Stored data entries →
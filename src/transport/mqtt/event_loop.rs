//! Background context servicing an MQTT session
//!
//! One spawned task polls the connection, turns routed events into
//! [`SessionEvent`]s, and drives reconnection after a drop. The task owns the
//! event sender, so joining it is enough to guarantee no event is produced
//! afterwards.

use super::connection::ReconnectConfig;
use super::health_monitor::{ConnectionEvent, HealthMonitor, ReconnectionDecision};
use super::message_handler::{EventRoute, MessageHandler};
use crate::transport::{QoS, SessionEvent, SessionState};
use async_trait::async_trait;
use rumqttc::v5::{AsyncClient, EventLoop};
use std::sync::atomic::{AtomicBool, Ordering};
use std::sync::Arc;
use std::time::Duration;
use tokio::sync::{mpsc, watch, Mutex};
use tokio::task::JoinHandle;
use tracing::{debug, error, info, warn};

/// How long `stop` waits for a graceful exit before aborting the task
pub const LOOP_STOP_GRACE: Duration = Duration::from_secs(2);

/// How long a closing session may keep polling to flush queued requests
pub const LOOP_DRAIN_GRACE: Duration = Duration::from_secs(1);

/// Anything that yields routed connection events
#[async_trait]
pub trait EventSource: Send + 'static {
    /// Next routed event; an error means the connection dropped
    async fn next_route(&mut self) -> Result<EventRoute, String>;

    /// Re-issue tracked subscriptions after reconnecting; must not block
    fn resubscribe(&mut self, filters: &[(String, QoS)]);
}

/// rumqttc event loop plus the client handle used for re-subscription
pub struct RumqttcSource {
    event_loop: EventLoop,
    client: AsyncClient,
}

impl RumqttcSource {
    pub fn new(event_loop: EventLoop, client: AsyncClient) -> Self {
        Self { event_loop, client }
    }
}

#[async_trait]
impl EventSource for RumqttcSource {
    async fn next_route(&mut self) -> Result<EventRoute, String> {
        self.event_loop
            .poll()
            .await
            .map(|event| MessageHandler::route_mqtt_event(&event))
            .map_err(|e| e.to_string())
    }

    fn resubscribe(&mut self, filters: &[(String, QoS)]) {
        for (filter, qos) in filters {
            // try_subscribe: this task is the one draining the request queue
            if let Err(e) = self.client.try_subscribe(filter.clone(), *qos) {
                error!("Failed to re-subscribe to {}: {}", filter, e);
            } else {
                debug!(target: "mqtt_transport", "Re-subscribed to: {}", filter);
            }
        }
    }
}

/// Shared state the background task reads and updates
pub struct LoopContext {
    pub state_tx: Arc<watch::Sender<SessionState>>,
    pub events_tx: mpsc::UnboundedSender<SessionEvent>,
    /// Set by a local disconnect; errors then end the loop instead of reconnecting
    pub closing: Arc<AtomicBool>,
    pub subscriptions: Arc<Mutex<Vec<(String, QoS)>>>,
    pub reconnect: ReconnectConfig,
    /// Route observed before the task started (the initial ConnAck)
    pub pending: Option<EventRoute>,
}

impl LoopContext {
    fn transition(&self, event: ConnectionEvent) {
        let next = HealthMonitor::determine_next_state(event);
        let previous = self.state_tx.send_replace(next.clone());
        if previous != next {
            HealthMonitor::log_state_transition(&previous, &next);
        }
    }

    fn emit(&self, event: SessionEvent) {
        // Receiver may already be gone during teardown
        let _ = self.events_tx.send(event);
    }
}

/// Handle to the spawned background task
pub struct BackgroundLoop {
    handle: Option<JoinHandle<()>>,
    shutdown_tx: watch::Sender<bool>,
}

impl BackgroundLoop {
    pub fn spawn<S: EventSource>(source: S, ctx: LoopContext) -> Self {
        let (shutdown_tx, shutdown_rx) = watch::channel(false);
        let handle = tokio::spawn(run_event_loop(source, ctx, shutdown_rx));
        Self {
            handle: Some(handle),
            shutdown_tx,
        }
    }

    pub fn is_finished(&self) -> bool {
        self.handle.as_ref().map_or(true, |h| h.is_finished())
    }

    /// Wait, without signalling, for the task to end on its own
    ///
    /// Returns false if it is still running after `grace`.
    pub async fn wait_for_exit(&mut self, grace: Duration) -> bool {
        let Some(handle) = self.handle.as_mut() else {
            return true;
        };

        if tokio::time::timeout(grace, handle).await.is_ok() {
            self.handle = None;
            true
        } else {
            false
        }
    }

    /// Signal shutdown and wait for the task to exit, aborting after `grace`
    pub async fn stop(&mut self, grace: Duration) {
        let _ = self.shutdown_tx.send(true);

        let Some(mut handle) = self.handle.take() else {
            return;
        };

        match tokio::time::timeout(grace, &mut handle).await {
            Ok(Ok(())) => {
                info!("Background loop shut down gracefully");
            }
            Ok(Err(e)) if !e.is_cancelled() => {
                warn!("Background loop ended with error: {}", e);
            }
            Ok(Err(_)) => {}
            Err(_) => {
                warn!("Background loop didn't shut down gracefully, forcing abort");
                handle.abort();
                let _ = handle.await;
            }
        }
    }
}

impl Drop for BackgroundLoop {
    fn drop(&mut self) {
        if let Some(handle) = self.handle.take() {
            handle.abort();
        }
    }
}

async fn run_event_loop<S: EventSource>(
    mut source: S,
    mut ctx: LoopContext,
    mut shutdown_rx: watch::Receiver<bool>,
) {
    info!("Starting MQTT background loop");
    let mut reconnect_attempts = 0u32;

    if let Some(route) = ctx.pending.take() {
        process_route(route, &ctx, &mut source, &mut reconnect_attempts, &mut shutdown_rx).await;
    }

    loop {
        tokio::select! {
            biased;

            // Check for shutdown signal first (higher priority)
            changed = shutdown_rx.changed() => {
                if changed.is_err() || *shutdown_rx.borrow() {
                    info!("Shutdown signal received, stopping background loop");
                    break;
                }
            }

            result = source.next_route() => {
                let keep_running = match result {
                    Ok(route) => {
                        process_route(route, &ctx, &mut source, &mut reconnect_attempts, &mut shutdown_rx).await
                    }
                    Err(reason) => {
                        handle_connection_loss(
                            ConnectionEvent::NetworkError(reason),
                            &ctx,
                            &mut reconnect_attempts,
                            &mut shutdown_rx,
                        )
                        .await
                    }
                };
                if !keep_running {
                    break;
                }
            }
        }
    }

    info!("MQTT background loop stopped");
}

/// Returns true to keep polling
async fn process_route<S: EventSource>(
    route: EventRoute,
    ctx: &LoopContext,
    source: &mut S,
    reconnect_attempts: &mut u32,
    shutdown_rx: &mut watch::Receiver<bool>,
) -> bool {
    match route {
        EventRoute::ConnectionAcknowledged { session_present } => {
            *reconnect_attempts = 0;
            ctx.transition(ConnectionEvent::ConnAckReceived);
            let filters = ctx.subscriptions.lock().await.clone();
            source.resubscribe(&filters);
            ctx.emit(SessionEvent::Connected { session_present });
            true
        }
        EventRoute::MessageReceived {
            topic,
            payload,
            retain,
        } => {
            debug!(target: "mqtt_transport", "Received MQTT message on topic: {}", topic);
            ctx.emit(SessionEvent::Message {
                topic,
                payload,
                retain,
            });
            true
        }
        EventRoute::PublishAcknowledged { message_id } => {
            ctx.emit(SessionEvent::Published { message_id });
            true
        }
        EventRoute::Disconnected => {
            handle_connection_loss(
                ConnectionEvent::DisconnectedByBroker,
                ctx,
                reconnect_attempts,
                shutdown_rx,
            )
            .await
        }
        EventRoute::SubscriptionConfirmed { packet_id, rejected } => {
            if rejected {
                warn!("Broker rejected subscription (packet {})", packet_id);
            } else {
                debug!(target: "mqtt_transport", "Subscription confirmed: packet {}", packet_id);
            }
            true
        }
        EventRoute::InfrastructureEvent(event) => {
            debug!(target: "mqtt_transport", "MQTT event: {}", event);
            true
        }
        EventRoute::OutgoingEvent => true,
    }
}

/// Returns true when polling should resume (rumqttc reconnects on the next poll)
async fn handle_connection_loss(
    loss: ConnectionEvent,
    ctx: &LoopContext,
    reconnect_attempts: &mut u32,
    shutdown_rx: &mut watch::Receiver<bool>,
) -> bool {
    let was_connected = matches!(*ctx.state_tx.borrow(), SessionState::Connected);
    let reason = match &loss {
        ConnectionEvent::NetworkError(reason) => reason.clone(),
        _ => "Broker disconnected".to_string(),
    };

    if ctx.closing.load(Ordering::SeqCst) {
        ctx.transition(ConnectionEvent::ClosedByClient);
        if was_connected {
            ctx.emit(SessionEvent::Disconnected { reason });
        }
        return false;
    }

    ctx.transition(loss);
    if was_connected {
        warn!("MQTT connection lost: {}", reason);
        ctx.emit(SessionEvent::Disconnected {
            reason: reason.clone(),
        });
    } else {
        debug!(target: "mqtt_transport", "Reconnection attempt failed: {}", reason);
    }

    let decision = HealthMonitor::should_attempt_reconnection(
        *reconnect_attempts,
        &ctx.reconnect,
        *shutdown_rx.borrow(),
    );

    match decision {
        ReconnectionDecision::Proceed { attempt, delay_ms } => {
            *reconnect_attempts = attempt;
            ctx.transition(ConnectionEvent::ReconnectionStarted(attempt));

            let max_display = ctx
                .reconnect
                .max_attempts
                .map_or("∞".to_string(), |max| max.to_string());
            info!(
                "Attempting reconnection {}/{} after {}ms delay",
                attempt, max_display, delay_ms
            );

            interruptible_sleep(shutdown_rx, delay_ms).await
        }
        ReconnectionDecision::AbortShutdownRequested => {
            info!("Shutdown signal received, stopping reconnection");
            false
        }
        ReconnectionDecision::AbortMaxAttemptsExceeded { max_attempts } => {
            ctx.transition(ConnectionEvent::PermanentFailure(format!(
                "Max reconnection attempts ({max_attempts}) exceeded"
            )));
            false
        }
    }
}

/// Returns true if the sleep completed, false if shutdown was requested
async fn interruptible_sleep(shutdown_rx: &mut watch::Receiver<bool>, delay_ms: u64) -> bool {
    tokio::select! {
        changed = shutdown_rx.changed() => {
            if changed.is_err() || *shutdown_rx.borrow() {
                info!("Shutdown signal received during reconnection delay, stopping");
                return false;
            }
            true
        }
        _ = tokio::time::sleep(Duration::from_millis(delay_ms)) => true,
    }
}
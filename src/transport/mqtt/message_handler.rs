//! Pure routing of rumqttc events
//!
//! This module maps raw MQTT v5 events onto the small set of routes the
//! background loop acts on.

use rumqttc::v5::mqttbytes::v5::{Packet, SubscribeReasonCode};
use rumqttc::v5::Event;

/// Pure message routing decisions based on MQTT events
pub struct MessageHandler;

impl MessageHandler {
    /// Route MQTT event to appropriate handler (pure routing decision)
    pub fn route_mqtt_event(event: &Event) -> EventRoute {
        match event {
            Event::Incoming(incoming) => match incoming {
                Packet::ConnAck(connack) => EventRoute::ConnectionAcknowledged {
                    session_present: connack.session_present,
                },
                Packet::Publish(publish) => EventRoute::MessageReceived {
                    topic: String::from_utf8_lossy(&publish.topic).to_string(),
                    payload: publish.payload.to_vec(),
                    retain: publish.retain,
                },
                Packet::PubAck(puback) => EventRoute::PublishAcknowledged {
                    message_id: puback.pkid,
                },
                Packet::Disconnect(_) => EventRoute::Disconnected,
                Packet::SubAck(suback) => EventRoute::SubscriptionConfirmed {
                    packet_id: suback.pkid,
                    rejected: suback
                        .return_codes
                        .iter()
                        .any(|code| !matches!(code, SubscribeReasonCode::Success(_))),
                },
                other => EventRoute::InfrastructureEvent(format!("{other:?}")),
            },
            Event::Outgoing(_) => EventRoute::OutgoingEvent,
        }
    }
}

/// Routing decisions for MQTT events
#[derive(Debug, Clone, PartialEq)]
pub enum EventRoute {
    ConnectionAcknowledged { session_present: bool },
    MessageReceived {
        topic: String,
        payload: Vec<u8>,
        retain: bool,
    },
    PublishAcknowledged { message_id: u16 },
    /// Broker sent DISCONNECT
    Disconnected,
    SubscriptionConfirmed { packet_id: u16, rejected: bool },
    /// Infrastructure event (PingResp, etc.)
    InfrastructureEvent(String),
    /// Outgoing event (handled automatically)
    OutgoingEvent,
}

#[cfg(test)]
mod tests {
    use super::*;
    use bytes::Bytes;
    use rumqttc::v5::mqttbytes::v5::{
        ConnAck, ConnectReturnCode, Disconnect, DisconnectReasonCode, Publish,
    };
    use rumqttc::v5::mqttbytes::QoS;

    #[test]
    fn test_route_connack_carries_session_flag() {
        let connack = Event::Incoming(Packet::ConnAck(ConnAck {
            session_present: true,
            code: ConnectReturnCode::Success,
            properties: None,
        }));
        assert_eq!(
            MessageHandler::route_mqtt_event(&connack),
            EventRoute::ConnectionAcknowledged {
                session_present: true
            }
        );
    }

    #[test]
    fn test_route_broker_disconnect() {
        let disconnect = Event::Incoming(Packet::Disconnect(Disconnect {
            reason_code: DisconnectReasonCode::NormalDisconnection,
            properties: None,
        }));
        assert_eq!(
            MessageHandler::route_mqtt_event(&disconnect),
            EventRoute::Disconnected
        );
    }

    #[test]
    fn test_route_publish_event() {
        let publish = Event::Incoming(Packet::Publish(Publish {
            dup: false,
            qos: QoS::AtLeastOnce,
            retain: true,
            topic: Bytes::from("action/device/reboot"),
            pkid: 1,
            payload: Bytes::from("payload"),
            properties: None,
        }));

        assert_eq!(
            MessageHandler::route_mqtt_event(&publish),
            EventRoute::MessageReceived {
                topic: "action/device/reboot".to_string(),
                payload: b"payload".to_vec(),
                retain: true,
            }
        );
    }
}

Task description → Please go line by line through the records above, copying each one that holds the string "format".

Answer for the task →
            ctx.transition(ConnectionEvent::PermanentFailure(format!(
                other => EventRoute::InfrastructureEvent(format!("{other:?}")),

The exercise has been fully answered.